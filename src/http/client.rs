//! HTTP client with retry and backoff
//!
//! Provides a small HTTP client that handles:
//! - Automatic retries with exponential backoff
//! - Per-request query parameters, headers and timeouts
//! - Response body parsing
//! - Error classification for retry decisions

use crate::error::{Error, Result};
use reqwest::{Client, Method, Response, StatusCode};
use serde::de::DeserializeOwned;
use std::collections::HashMap;
use std::time::Duration;
use tracing::{debug, warn};

/// Configuration for the HTTP client
#[derive(Debug, Clone)]
pub struct HttpClientConfig {
    /// Request timeout
    pub timeout: Duration,
    /// Maximum number of retries
    pub max_retries: u32,
    /// Initial delay for backoff
    pub initial_backoff: Duration,
    /// Maximum delay for backoff
    pub max_backoff: Duration,
    /// Default headers for all requests
    pub default_headers: HashMap<String, String>,
    /// User agent string
    pub user_agent: String,
}

impl Default for HttpClientConfig {
    fn default() -> Self {
        Self {
            timeout: Duration::from_secs(30),
            max_retries: 3,
            initial_backoff: Duration::from_millis(100),
            max_backoff: Duration::from_secs(10),
            default_headers: HashMap::new(),
            user_agent: format!("page-aggregator/{}", env!("CARGO_PKG_VERSION")),
        }
    }
}

impl HttpClientConfig {
    /// Create a new config builder
    pub fn builder() -> HttpClientConfigBuilder {
        HttpClientConfigBuilder::default()
    }
}

/// Builder for HTTP client config
#[derive(Default)]
pub struct HttpClientConfigBuilder {
    config: HttpClientConfig,
}

impl HttpClientConfigBuilder {
    /// Set the request timeout
    pub fn timeout(mut self, timeout: Duration) -> Self {
        self.config.timeout = timeout;
        self
    }

    /// Set max retries
    pub fn max_retries(mut self, retries: u32) -> Self {
        self.config.max_retries = retries;
        self
    }

    /// Set backoff bounds
    pub fn backoff(mut self, initial: Duration, max: Duration) -> Self {
        self.config.initial_backoff = initial;
        self.config.max_backoff = max;
        self
    }

    /// Add a default header
    pub fn header(mut self, key: impl Into<String>, value: impl Into<String>) -> Self {
        self.config.default_headers.insert(key.into(), value.into());
        self
    }

    /// Set user agent
    pub fn user_agent(mut self, agent: impl Into<String>) -> Self {
        self.config.user_agent = agent.into();
        self
    }

    /// Build the config
    pub fn build(self) -> HttpClientConfig {
        self.config
    }
}

/// Configuration for a single request
#[derive(Debug, Clone, Default)]
pub struct RequestConfig {
    /// Query parameters
    pub query: HashMap<String, String>,
    /// Request headers
    pub headers: HashMap<String, String>,
    /// Override timeout for this request
    pub timeout: Option<Duration>,
}

impl RequestConfig {
    /// Create a new request config
    pub fn new() -> Self {
        Self::default()
    }

    /// Add a query parameter
    #[must_use]
    pub fn query(mut self, key: impl Into<String>, value: impl Into<String>) -> Self {
        self.query.insert(key.into(), value.into());
        self
    }

    /// Add a header
    #[must_use]
    pub fn header(mut self, key: impl Into<String>, value: impl Into<String>) -> Self {
        self.headers.insert(key.into(), value.into());
        self
    }

    /// Set timeout
    #[must_use]
    pub fn timeout(mut self, timeout: Duration) -> Self {
        self.timeout = Some(timeout);
        self
    }
}

/// HTTP client with retry and backoff
#[derive(Clone)]
pub struct HttpClient {
    client: Client,
    config: HttpClientConfig,
}

impl HttpClient {
    /// Create a new HTTP client with custom configuration
    pub fn with_config(config: HttpClientConfig) -> Result<Self> {
        let client = Client::builder()
            .timeout(config.timeout)
            .user_agent(&config.user_agent)
            .build()?;

        Ok(Self { client, config })
    }

    /// Make a GET request with config
    pub async fn get_with_config(&self, url: &str, config: RequestConfig) -> Result<Response> {
        self.request(Method::GET, url, config).await
    }

    /// Make a request, retrying transient failures
    pub async fn request(
        &self,
        method: Method,
        url: &str,
        config: RequestConfig,
    ) -> Result<Response> {
        let max_retries = self.config.max_retries;
        let timeout = config.timeout.unwrap_or(self.config.timeout);

        let mut attempt = 0;

        loop {
            let mut req = self.client.request(method.clone(), url);

            for (key, value) in &self.config.default_headers {
                req = req.header(key.as_str(), value.as_str());
            }
            for (key, value) in &config.headers {
                req = req.header(key.as_str(), value.as_str());
            }
            if !config.query.is_empty() {
                req = req.query(&config.query);
            }
            req = req.timeout(timeout);

            let error = match req.send().await {
                Ok(response) => {
                    let status = response.status();
                    if status.is_success() {
                        debug!("Request succeeded: {} {}", method, url);
                        return Ok(response);
                    }

                    if attempt < max_retries && status == StatusCode::TOO_MANY_REQUESTS {
                        if let Some(retry_after) = extract_retry_after(&response) {
                            let delay =
                                std::cmp::min(Duration::from_secs(retry_after), self.config.max_backoff);
                            warn!(
                                "Rate limited (429), attempt {}/{}, server asked for {}s, waiting {:?}",
                                attempt + 1,
                                max_retries + 1,
                                retry_after,
                                delay
                            );
                            tokio::time::sleep(delay).await;
                            attempt += 1;
                            continue;
                        }
                    }

                    let body = response.text().await.unwrap_or_default();
                    Error::http_status(status.as_u16(), body)
                }
                Err(e) if e.is_timeout() => Error::Timeout {
                    timeout_ms: timeout.as_millis() as u64,
                },
                Err(e) => Error::Http(e),
            };

            if !error.is_retryable() {
                return Err(error);
            }

            if attempt >= max_retries {
                if max_retries > 0 {
                    warn!(
                        "Giving up on {} {} after {} attempts: {}",
                        method,
                        url,
                        attempt + 1,
                        error
                    );
                }
                return Err(error);
            }

            let delay = self.calculate_backoff(attempt);
            warn!(
                "Request failed ({}), attempt {}/{}, retrying in {:?}",
                error,
                attempt + 1,
                max_retries + 1,
                delay
            );
            tokio::time::sleep(delay).await;
            attempt += 1;
        }
    }

    /// Make a GET request with config and parse JSON response
    pub async fn get_json_with_config<T: DeserializeOwned>(
        &self,
        url: &str,
        config: RequestConfig,
    ) -> Result<T> {
        let response = self.get_with_config(url, config).await?;
        let json: T = response.json().await.map_err(Error::Http)?;
        Ok(json)
    }

    /// Calculate backoff delay for a given attempt
    pub fn calculate_backoff(&self, attempt: u32) -> Duration {
        let factor = 2u32.saturating_pow(attempt);
        let delay = self.config.initial_backoff.saturating_mul(factor);
        std::cmp::min(delay, self.config.max_backoff)
    }
}

impl std::fmt::Debug for HttpClient {
    fn fmt(&self, f: &mut std::fmt::Formatter<'_>) -> std::fmt::Result {
        f.debug_struct("HttpClient")
            .field("config", &self.config)
            .finish_non_exhaustive()
    }
}

/// Extract retry-after header value in seconds
fn extract_retry_after(response: &Response) -> Option<u64> {
    response
        .headers()
        .get("retry-after")
        .and_then(|v| v.to_str().ok())
        .and_then(|s| s.parse().ok())
}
•••
> _PROBLEM TO SOLVE_
On how many lines of the data does the word "delay" appear? Reply with the number alone.

> _YOUR SOLUTION_
11